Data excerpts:
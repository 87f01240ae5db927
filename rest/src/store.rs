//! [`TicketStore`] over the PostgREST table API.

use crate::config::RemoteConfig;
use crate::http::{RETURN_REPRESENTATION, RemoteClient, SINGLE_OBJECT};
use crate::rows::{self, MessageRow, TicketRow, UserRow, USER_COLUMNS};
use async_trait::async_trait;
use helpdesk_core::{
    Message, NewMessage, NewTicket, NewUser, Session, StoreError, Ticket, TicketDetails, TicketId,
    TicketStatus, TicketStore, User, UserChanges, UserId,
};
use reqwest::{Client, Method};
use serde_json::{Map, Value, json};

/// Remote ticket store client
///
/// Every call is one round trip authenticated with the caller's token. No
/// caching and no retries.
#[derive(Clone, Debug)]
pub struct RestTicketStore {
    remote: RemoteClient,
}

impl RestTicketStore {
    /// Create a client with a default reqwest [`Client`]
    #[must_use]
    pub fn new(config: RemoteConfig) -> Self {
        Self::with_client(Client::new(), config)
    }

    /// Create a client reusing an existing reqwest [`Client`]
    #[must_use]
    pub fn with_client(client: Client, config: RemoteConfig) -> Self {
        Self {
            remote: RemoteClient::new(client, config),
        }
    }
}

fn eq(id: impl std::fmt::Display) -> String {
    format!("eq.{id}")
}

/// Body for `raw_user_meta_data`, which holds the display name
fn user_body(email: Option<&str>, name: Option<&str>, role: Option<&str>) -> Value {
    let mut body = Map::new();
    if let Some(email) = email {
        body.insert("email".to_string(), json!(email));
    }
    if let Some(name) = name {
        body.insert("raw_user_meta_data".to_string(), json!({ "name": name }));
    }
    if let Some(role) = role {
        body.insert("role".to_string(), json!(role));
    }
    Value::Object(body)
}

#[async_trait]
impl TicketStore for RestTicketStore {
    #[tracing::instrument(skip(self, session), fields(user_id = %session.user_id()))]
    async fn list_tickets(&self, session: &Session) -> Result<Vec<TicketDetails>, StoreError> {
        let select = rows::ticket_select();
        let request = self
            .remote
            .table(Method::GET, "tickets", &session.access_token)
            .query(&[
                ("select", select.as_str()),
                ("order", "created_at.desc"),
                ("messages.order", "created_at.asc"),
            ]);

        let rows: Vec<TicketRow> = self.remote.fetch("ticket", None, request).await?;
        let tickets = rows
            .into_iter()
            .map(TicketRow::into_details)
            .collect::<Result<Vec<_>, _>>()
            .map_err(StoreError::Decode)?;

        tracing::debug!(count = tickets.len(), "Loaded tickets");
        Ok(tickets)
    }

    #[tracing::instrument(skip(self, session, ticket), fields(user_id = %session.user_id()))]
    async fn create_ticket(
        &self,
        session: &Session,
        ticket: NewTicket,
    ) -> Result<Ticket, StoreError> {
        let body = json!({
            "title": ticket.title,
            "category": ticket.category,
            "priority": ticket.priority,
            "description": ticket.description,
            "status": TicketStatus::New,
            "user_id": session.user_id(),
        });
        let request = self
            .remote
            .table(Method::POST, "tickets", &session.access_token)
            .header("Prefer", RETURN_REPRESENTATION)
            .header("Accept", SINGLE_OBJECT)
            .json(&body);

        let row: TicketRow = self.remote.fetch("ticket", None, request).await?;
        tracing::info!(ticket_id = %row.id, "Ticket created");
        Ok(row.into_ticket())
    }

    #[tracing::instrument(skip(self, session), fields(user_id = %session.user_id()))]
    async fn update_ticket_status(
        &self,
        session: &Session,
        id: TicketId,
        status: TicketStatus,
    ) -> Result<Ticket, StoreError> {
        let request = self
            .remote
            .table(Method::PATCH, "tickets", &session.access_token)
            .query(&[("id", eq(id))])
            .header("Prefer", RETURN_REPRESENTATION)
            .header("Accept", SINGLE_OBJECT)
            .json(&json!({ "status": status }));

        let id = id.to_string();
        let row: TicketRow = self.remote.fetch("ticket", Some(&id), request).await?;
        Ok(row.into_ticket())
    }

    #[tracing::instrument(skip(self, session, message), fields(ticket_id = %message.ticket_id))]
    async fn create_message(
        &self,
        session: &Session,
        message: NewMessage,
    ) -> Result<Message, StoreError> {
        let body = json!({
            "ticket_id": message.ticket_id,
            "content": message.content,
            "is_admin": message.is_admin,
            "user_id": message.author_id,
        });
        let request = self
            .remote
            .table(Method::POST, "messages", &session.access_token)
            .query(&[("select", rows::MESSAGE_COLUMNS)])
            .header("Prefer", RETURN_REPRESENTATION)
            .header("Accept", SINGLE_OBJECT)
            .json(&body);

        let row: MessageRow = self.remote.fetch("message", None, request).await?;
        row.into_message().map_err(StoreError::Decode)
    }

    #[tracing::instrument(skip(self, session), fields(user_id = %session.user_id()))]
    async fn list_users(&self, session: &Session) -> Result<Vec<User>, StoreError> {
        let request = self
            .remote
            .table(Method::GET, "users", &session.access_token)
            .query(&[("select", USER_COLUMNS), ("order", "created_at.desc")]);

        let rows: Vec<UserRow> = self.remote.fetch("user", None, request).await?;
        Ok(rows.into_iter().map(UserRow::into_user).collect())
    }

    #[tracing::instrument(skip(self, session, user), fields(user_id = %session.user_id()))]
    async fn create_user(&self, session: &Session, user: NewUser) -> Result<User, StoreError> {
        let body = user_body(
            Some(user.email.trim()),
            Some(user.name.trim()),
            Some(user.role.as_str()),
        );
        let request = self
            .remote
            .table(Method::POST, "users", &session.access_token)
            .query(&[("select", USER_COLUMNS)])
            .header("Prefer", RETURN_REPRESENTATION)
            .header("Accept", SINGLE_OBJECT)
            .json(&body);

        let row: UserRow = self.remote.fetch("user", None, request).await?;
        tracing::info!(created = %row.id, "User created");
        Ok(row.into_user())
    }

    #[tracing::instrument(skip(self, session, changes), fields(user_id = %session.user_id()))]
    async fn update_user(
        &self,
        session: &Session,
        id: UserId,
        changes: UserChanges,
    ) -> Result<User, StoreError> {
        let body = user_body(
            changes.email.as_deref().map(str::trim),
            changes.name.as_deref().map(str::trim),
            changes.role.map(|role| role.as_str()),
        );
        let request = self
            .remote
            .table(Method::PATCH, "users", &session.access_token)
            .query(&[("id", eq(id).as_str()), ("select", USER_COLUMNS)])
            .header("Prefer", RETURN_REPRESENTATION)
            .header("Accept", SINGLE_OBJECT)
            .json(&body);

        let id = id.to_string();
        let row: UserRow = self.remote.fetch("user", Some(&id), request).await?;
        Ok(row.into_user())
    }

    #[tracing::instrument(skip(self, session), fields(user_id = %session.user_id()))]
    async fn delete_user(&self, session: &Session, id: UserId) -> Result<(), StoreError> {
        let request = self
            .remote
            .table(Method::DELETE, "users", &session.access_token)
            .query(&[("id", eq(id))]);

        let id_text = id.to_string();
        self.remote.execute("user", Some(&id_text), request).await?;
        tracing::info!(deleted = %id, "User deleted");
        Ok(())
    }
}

PROBLEM TO WORK ON: Copy the lines from the start of the data verbatim, stopping after the line containing "#[derive(Clone, Debug)]".

RESULT OF THE EXERCISE:
repository 87f01240ae5db927
filename rest/src/store.rs
//! [`TicketStore`] over the PostgREST table API.

use crate::config::RemoteConfig;
use crate::http::{RETURN_REPRESENTATION, RemoteClient, SINGLE_OBJECT};
use crate::rows::{self, MessageRow, TicketRow, UserRow, USER_COLUMNS};
use async_trait::async_trait;
use helpdesk_core::{
    Message, NewMessage, NewTicket, NewUser, Session, StoreError, Ticket, TicketDetails, TicketId,
    TicketStatus, TicketStore, User, UserChanges, UserId,
};
use reqwest::{Client, Method};
use serde_json::{Map, Value, json};

/// Remote ticket store client
///
/// Every call is one round trip authenticated with the caller's token. No
/// caching and no retries.
#[derive(Clone, Debug)]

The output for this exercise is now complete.